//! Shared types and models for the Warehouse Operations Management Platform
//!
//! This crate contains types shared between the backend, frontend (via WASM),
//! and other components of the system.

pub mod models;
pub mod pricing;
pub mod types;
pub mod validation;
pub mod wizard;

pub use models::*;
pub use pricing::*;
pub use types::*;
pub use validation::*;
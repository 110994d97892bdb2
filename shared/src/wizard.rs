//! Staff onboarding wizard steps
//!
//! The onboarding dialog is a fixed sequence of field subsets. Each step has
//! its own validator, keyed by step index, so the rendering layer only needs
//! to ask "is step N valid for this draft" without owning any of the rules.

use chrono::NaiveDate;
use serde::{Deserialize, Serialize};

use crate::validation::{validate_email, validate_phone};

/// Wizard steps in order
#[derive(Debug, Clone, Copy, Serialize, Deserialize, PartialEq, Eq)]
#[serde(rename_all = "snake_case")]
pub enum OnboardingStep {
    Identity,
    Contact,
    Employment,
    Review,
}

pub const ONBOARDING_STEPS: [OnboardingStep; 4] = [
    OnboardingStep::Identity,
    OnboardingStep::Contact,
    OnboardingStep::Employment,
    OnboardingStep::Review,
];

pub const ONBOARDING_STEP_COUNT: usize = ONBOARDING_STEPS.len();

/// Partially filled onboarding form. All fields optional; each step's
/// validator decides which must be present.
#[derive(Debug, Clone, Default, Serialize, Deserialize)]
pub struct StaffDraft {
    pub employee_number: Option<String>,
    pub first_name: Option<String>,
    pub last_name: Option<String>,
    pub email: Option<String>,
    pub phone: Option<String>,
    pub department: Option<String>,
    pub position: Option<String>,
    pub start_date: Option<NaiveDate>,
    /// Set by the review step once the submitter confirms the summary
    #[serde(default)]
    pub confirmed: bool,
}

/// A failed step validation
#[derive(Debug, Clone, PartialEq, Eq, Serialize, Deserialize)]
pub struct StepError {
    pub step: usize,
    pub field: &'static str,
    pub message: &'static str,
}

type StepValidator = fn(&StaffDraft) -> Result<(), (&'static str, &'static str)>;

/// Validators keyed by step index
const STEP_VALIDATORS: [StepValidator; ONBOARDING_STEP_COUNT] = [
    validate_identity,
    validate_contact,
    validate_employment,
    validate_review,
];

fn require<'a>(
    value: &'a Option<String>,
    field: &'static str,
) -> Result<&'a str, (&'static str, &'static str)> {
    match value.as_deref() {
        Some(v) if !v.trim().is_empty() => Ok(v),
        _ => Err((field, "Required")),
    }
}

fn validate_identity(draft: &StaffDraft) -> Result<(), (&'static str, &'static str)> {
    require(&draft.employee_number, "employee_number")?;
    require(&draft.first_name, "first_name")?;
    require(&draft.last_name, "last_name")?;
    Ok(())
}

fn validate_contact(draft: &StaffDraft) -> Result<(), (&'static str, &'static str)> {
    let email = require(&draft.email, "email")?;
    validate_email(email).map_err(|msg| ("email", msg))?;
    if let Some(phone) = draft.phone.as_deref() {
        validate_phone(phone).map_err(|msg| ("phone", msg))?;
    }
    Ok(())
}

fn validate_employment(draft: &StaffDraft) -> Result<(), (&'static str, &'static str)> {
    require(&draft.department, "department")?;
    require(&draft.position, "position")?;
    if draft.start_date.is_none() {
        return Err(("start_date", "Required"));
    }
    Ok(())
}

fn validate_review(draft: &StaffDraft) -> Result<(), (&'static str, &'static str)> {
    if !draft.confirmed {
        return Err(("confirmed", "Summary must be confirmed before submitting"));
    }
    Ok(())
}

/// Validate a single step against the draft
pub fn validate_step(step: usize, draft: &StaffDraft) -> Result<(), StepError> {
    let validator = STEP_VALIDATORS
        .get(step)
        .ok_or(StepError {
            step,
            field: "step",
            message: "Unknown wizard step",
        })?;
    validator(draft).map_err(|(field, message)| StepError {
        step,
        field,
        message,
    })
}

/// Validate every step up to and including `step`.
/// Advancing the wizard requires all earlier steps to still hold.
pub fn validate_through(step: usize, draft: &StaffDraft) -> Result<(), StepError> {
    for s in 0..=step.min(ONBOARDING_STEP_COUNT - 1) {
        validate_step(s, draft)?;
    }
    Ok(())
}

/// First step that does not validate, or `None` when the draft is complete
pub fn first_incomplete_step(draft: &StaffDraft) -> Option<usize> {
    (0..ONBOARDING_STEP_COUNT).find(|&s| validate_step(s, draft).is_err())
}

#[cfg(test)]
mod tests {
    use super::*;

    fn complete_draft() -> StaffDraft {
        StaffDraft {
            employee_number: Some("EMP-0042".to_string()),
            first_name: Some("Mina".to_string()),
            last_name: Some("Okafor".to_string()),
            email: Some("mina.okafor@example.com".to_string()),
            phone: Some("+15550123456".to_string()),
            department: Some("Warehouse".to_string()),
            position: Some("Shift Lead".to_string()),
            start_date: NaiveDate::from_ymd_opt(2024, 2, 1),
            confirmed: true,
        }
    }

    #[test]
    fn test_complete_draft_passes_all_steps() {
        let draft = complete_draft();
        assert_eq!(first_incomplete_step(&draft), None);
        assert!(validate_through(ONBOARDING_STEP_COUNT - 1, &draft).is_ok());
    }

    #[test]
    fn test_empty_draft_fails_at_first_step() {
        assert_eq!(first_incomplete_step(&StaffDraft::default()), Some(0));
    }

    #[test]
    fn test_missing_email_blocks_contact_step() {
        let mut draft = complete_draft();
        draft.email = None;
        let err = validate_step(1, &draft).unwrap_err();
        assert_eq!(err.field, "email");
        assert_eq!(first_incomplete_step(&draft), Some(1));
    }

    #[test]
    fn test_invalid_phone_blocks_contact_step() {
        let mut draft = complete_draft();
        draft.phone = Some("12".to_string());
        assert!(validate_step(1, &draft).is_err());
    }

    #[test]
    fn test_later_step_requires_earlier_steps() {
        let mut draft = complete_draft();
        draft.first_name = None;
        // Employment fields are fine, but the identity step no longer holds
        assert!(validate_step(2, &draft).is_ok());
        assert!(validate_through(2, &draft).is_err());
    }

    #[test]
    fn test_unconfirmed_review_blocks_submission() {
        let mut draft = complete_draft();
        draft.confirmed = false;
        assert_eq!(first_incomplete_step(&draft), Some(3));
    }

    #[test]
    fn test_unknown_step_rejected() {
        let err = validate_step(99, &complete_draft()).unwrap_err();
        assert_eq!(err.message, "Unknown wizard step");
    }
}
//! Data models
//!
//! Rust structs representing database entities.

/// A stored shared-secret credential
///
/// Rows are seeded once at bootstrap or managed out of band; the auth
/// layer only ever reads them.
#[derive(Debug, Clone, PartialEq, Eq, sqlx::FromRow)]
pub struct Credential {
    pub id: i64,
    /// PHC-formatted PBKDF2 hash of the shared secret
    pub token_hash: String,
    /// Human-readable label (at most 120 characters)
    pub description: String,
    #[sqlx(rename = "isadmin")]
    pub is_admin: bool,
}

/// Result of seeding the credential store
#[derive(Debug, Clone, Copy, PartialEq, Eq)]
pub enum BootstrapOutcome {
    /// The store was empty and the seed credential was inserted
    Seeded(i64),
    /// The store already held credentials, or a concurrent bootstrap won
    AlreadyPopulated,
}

--*--

--- What you should do ---
A single number is requested: the count of lines in the data that hold "validation".

--- Exercise answer ---
4